[Opening Supplied records section]

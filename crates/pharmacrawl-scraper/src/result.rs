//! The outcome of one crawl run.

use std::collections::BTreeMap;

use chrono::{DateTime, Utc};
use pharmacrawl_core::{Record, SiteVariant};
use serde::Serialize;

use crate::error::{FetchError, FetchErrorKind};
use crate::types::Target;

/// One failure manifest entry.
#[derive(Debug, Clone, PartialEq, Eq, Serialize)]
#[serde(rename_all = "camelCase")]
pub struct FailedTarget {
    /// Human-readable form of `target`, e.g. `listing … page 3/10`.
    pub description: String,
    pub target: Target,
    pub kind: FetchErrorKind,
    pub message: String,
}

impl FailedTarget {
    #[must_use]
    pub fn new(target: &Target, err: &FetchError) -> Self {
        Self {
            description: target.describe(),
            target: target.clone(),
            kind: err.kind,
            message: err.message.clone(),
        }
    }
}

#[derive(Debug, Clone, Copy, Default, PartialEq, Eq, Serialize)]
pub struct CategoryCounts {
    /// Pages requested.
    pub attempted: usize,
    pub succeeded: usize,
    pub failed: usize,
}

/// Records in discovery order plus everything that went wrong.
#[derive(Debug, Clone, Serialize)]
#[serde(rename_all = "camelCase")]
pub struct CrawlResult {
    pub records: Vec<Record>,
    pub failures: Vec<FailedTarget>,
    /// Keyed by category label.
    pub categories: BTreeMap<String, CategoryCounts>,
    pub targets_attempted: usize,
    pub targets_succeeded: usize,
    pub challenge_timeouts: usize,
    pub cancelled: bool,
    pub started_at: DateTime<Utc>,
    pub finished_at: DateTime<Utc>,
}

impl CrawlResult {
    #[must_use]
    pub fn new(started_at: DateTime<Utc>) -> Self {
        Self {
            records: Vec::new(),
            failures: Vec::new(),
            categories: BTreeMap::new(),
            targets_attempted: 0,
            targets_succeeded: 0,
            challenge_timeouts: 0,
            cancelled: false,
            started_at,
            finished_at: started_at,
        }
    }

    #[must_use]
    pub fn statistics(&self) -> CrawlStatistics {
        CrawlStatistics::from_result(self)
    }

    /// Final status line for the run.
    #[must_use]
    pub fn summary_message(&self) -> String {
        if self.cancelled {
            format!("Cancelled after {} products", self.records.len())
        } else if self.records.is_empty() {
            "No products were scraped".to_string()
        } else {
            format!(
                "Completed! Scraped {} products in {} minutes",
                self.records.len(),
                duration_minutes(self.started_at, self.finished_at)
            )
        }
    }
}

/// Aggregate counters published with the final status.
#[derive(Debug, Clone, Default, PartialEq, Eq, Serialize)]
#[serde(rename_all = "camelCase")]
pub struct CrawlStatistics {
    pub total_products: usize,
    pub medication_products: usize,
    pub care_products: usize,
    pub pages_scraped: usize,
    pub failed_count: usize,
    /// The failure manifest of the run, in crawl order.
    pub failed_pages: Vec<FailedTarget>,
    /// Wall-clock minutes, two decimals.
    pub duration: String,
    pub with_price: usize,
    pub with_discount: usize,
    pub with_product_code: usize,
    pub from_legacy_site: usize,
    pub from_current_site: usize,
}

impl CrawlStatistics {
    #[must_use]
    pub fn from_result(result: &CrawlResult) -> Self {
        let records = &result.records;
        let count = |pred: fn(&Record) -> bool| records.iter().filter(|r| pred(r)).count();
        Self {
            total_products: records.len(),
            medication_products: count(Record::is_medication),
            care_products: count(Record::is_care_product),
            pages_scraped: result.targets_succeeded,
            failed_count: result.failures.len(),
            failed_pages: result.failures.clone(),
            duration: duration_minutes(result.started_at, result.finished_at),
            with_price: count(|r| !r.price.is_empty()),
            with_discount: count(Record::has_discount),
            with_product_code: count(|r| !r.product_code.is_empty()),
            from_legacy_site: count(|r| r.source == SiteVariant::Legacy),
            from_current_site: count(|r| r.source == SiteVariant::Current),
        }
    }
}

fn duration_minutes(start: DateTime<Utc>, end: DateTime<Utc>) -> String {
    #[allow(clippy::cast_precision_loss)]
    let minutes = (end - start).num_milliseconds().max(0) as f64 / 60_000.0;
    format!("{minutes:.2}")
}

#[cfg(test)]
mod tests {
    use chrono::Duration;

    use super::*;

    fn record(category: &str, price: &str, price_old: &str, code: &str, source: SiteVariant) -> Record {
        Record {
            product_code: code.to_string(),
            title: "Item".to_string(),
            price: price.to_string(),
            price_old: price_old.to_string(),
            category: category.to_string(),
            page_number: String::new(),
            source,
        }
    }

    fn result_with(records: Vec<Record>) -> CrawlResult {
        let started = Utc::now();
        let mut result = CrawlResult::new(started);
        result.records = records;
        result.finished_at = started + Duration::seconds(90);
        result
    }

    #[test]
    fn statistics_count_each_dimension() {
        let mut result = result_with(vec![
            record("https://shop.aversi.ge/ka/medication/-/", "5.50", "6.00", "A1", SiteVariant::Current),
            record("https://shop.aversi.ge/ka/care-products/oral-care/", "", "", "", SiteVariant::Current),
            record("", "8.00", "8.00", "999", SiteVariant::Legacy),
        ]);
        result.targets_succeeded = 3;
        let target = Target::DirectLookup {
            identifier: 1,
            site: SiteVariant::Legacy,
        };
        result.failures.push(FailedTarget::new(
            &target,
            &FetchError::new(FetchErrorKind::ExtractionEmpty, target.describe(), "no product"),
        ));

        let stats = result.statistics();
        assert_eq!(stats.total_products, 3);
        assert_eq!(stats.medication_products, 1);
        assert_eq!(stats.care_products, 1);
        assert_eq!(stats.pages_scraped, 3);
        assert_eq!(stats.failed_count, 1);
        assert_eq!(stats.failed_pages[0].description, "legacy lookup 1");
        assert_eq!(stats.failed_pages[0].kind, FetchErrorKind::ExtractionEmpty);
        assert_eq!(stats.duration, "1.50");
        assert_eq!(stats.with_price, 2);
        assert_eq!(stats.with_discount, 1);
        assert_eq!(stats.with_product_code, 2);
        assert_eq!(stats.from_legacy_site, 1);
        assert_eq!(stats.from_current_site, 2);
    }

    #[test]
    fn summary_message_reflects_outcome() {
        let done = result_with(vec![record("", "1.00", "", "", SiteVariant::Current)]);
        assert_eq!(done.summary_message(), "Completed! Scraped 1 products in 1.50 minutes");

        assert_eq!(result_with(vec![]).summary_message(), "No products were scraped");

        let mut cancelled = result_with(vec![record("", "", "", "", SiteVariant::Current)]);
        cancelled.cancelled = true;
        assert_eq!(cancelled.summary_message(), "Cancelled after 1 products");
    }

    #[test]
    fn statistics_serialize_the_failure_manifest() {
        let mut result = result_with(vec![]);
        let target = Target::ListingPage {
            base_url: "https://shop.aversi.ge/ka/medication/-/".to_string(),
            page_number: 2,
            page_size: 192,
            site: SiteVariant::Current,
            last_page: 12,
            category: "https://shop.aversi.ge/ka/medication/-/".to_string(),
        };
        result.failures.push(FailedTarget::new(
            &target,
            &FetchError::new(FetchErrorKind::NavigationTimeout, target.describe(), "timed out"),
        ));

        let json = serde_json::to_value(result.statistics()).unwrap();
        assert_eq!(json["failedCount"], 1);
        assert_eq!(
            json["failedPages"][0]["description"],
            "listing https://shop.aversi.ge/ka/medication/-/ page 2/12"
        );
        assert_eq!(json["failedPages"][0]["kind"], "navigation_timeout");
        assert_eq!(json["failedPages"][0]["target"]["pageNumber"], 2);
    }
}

[Closing Supplied records section]
[Opening Supplied records section]

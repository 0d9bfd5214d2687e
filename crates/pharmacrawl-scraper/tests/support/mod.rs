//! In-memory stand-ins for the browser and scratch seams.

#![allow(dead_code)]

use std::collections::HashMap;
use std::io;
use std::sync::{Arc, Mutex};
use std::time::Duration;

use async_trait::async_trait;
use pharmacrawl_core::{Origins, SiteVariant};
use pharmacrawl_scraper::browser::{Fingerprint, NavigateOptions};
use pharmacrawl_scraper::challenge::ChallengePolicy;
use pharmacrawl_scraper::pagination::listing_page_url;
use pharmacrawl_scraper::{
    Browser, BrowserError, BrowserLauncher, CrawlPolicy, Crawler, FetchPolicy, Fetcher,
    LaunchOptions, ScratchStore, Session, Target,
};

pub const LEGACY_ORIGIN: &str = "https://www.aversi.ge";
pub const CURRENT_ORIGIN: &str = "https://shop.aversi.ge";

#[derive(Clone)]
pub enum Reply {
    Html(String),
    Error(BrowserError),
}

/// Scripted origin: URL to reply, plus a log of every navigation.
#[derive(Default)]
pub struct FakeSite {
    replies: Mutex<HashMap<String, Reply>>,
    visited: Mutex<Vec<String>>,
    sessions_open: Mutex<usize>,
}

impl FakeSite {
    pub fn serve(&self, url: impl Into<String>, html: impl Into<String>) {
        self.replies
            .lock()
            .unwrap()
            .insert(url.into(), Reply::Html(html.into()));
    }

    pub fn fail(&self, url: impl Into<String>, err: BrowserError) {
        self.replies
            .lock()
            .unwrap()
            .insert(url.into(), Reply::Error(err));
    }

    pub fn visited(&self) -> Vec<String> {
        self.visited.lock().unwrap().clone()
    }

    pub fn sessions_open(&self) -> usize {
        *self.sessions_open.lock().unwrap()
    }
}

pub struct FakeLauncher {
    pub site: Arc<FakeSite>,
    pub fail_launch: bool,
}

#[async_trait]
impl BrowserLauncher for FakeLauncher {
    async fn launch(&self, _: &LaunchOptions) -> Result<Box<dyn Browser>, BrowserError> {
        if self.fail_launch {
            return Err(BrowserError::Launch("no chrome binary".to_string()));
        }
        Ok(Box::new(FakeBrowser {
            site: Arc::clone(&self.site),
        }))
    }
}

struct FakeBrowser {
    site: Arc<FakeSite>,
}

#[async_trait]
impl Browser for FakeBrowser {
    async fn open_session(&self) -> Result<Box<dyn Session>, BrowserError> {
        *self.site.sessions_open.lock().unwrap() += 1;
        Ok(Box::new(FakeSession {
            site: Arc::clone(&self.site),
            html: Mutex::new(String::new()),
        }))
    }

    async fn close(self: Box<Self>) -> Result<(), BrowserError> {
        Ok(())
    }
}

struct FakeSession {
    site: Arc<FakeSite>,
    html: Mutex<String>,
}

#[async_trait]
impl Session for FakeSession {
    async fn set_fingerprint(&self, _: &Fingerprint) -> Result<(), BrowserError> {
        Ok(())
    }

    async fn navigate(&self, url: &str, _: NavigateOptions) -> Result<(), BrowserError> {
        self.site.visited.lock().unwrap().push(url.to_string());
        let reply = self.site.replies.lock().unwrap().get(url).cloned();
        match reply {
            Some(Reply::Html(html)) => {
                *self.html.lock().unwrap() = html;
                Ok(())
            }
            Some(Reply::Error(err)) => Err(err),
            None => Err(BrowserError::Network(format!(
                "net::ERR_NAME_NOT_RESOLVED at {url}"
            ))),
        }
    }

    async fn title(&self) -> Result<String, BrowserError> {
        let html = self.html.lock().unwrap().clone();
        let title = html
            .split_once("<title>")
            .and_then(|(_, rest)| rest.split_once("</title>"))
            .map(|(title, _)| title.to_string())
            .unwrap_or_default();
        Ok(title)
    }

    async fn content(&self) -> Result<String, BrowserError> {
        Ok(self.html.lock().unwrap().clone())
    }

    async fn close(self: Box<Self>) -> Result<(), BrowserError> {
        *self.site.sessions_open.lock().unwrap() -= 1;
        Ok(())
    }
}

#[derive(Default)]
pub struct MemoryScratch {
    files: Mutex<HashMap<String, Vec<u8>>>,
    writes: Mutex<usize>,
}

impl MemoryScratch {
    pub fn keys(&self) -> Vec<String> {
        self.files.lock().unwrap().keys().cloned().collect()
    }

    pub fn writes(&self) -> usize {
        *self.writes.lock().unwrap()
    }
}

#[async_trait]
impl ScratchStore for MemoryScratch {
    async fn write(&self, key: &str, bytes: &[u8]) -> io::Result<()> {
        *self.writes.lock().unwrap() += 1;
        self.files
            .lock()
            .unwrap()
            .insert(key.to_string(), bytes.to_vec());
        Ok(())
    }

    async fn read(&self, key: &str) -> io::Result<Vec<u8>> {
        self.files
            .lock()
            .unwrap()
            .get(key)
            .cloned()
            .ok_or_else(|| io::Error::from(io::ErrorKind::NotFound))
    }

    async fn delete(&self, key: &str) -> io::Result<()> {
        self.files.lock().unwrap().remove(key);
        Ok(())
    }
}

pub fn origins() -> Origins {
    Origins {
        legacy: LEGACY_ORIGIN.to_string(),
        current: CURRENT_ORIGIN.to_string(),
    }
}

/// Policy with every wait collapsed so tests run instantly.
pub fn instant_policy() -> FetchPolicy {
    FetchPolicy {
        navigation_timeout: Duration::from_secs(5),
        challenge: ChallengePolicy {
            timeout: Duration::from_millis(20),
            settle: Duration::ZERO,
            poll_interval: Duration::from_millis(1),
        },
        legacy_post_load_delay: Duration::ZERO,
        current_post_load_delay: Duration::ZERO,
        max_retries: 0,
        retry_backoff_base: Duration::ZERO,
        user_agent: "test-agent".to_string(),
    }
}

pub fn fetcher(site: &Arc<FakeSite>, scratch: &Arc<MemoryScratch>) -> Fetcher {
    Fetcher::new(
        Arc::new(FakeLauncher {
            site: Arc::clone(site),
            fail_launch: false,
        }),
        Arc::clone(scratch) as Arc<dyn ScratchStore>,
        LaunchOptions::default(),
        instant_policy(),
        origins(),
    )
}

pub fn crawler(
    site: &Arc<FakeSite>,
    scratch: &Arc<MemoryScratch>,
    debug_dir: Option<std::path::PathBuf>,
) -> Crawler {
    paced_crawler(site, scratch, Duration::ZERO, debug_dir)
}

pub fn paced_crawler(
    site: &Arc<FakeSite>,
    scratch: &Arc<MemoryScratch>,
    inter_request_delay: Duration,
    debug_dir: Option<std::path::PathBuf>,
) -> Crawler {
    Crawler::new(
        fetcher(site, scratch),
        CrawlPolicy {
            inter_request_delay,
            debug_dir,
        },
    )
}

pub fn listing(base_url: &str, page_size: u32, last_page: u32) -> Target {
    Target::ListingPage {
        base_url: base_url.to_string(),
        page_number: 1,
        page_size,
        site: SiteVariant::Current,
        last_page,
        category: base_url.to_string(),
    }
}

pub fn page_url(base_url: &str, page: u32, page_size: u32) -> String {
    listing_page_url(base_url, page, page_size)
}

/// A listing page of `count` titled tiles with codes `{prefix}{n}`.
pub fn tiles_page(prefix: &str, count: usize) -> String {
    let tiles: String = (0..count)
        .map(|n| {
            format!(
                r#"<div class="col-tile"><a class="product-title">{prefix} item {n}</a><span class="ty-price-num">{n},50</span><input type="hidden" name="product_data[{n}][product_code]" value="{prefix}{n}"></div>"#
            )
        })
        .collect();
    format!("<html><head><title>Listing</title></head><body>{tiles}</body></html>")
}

[Closing Supplied records section]

- What needs to be done -
Find the string "ZERO" in the records, then copy each line where it occurs.

- Solution for this problem -
            settle: Duration::ZERO,
        legacy_post_load_delay: Duration::ZERO,
        current_post_load_delay: Duration::ZERO,
        retry_backoff_base: Duration::ZERO,
    paced_crawler(site, scratch, Duration::ZERO, debug_dir)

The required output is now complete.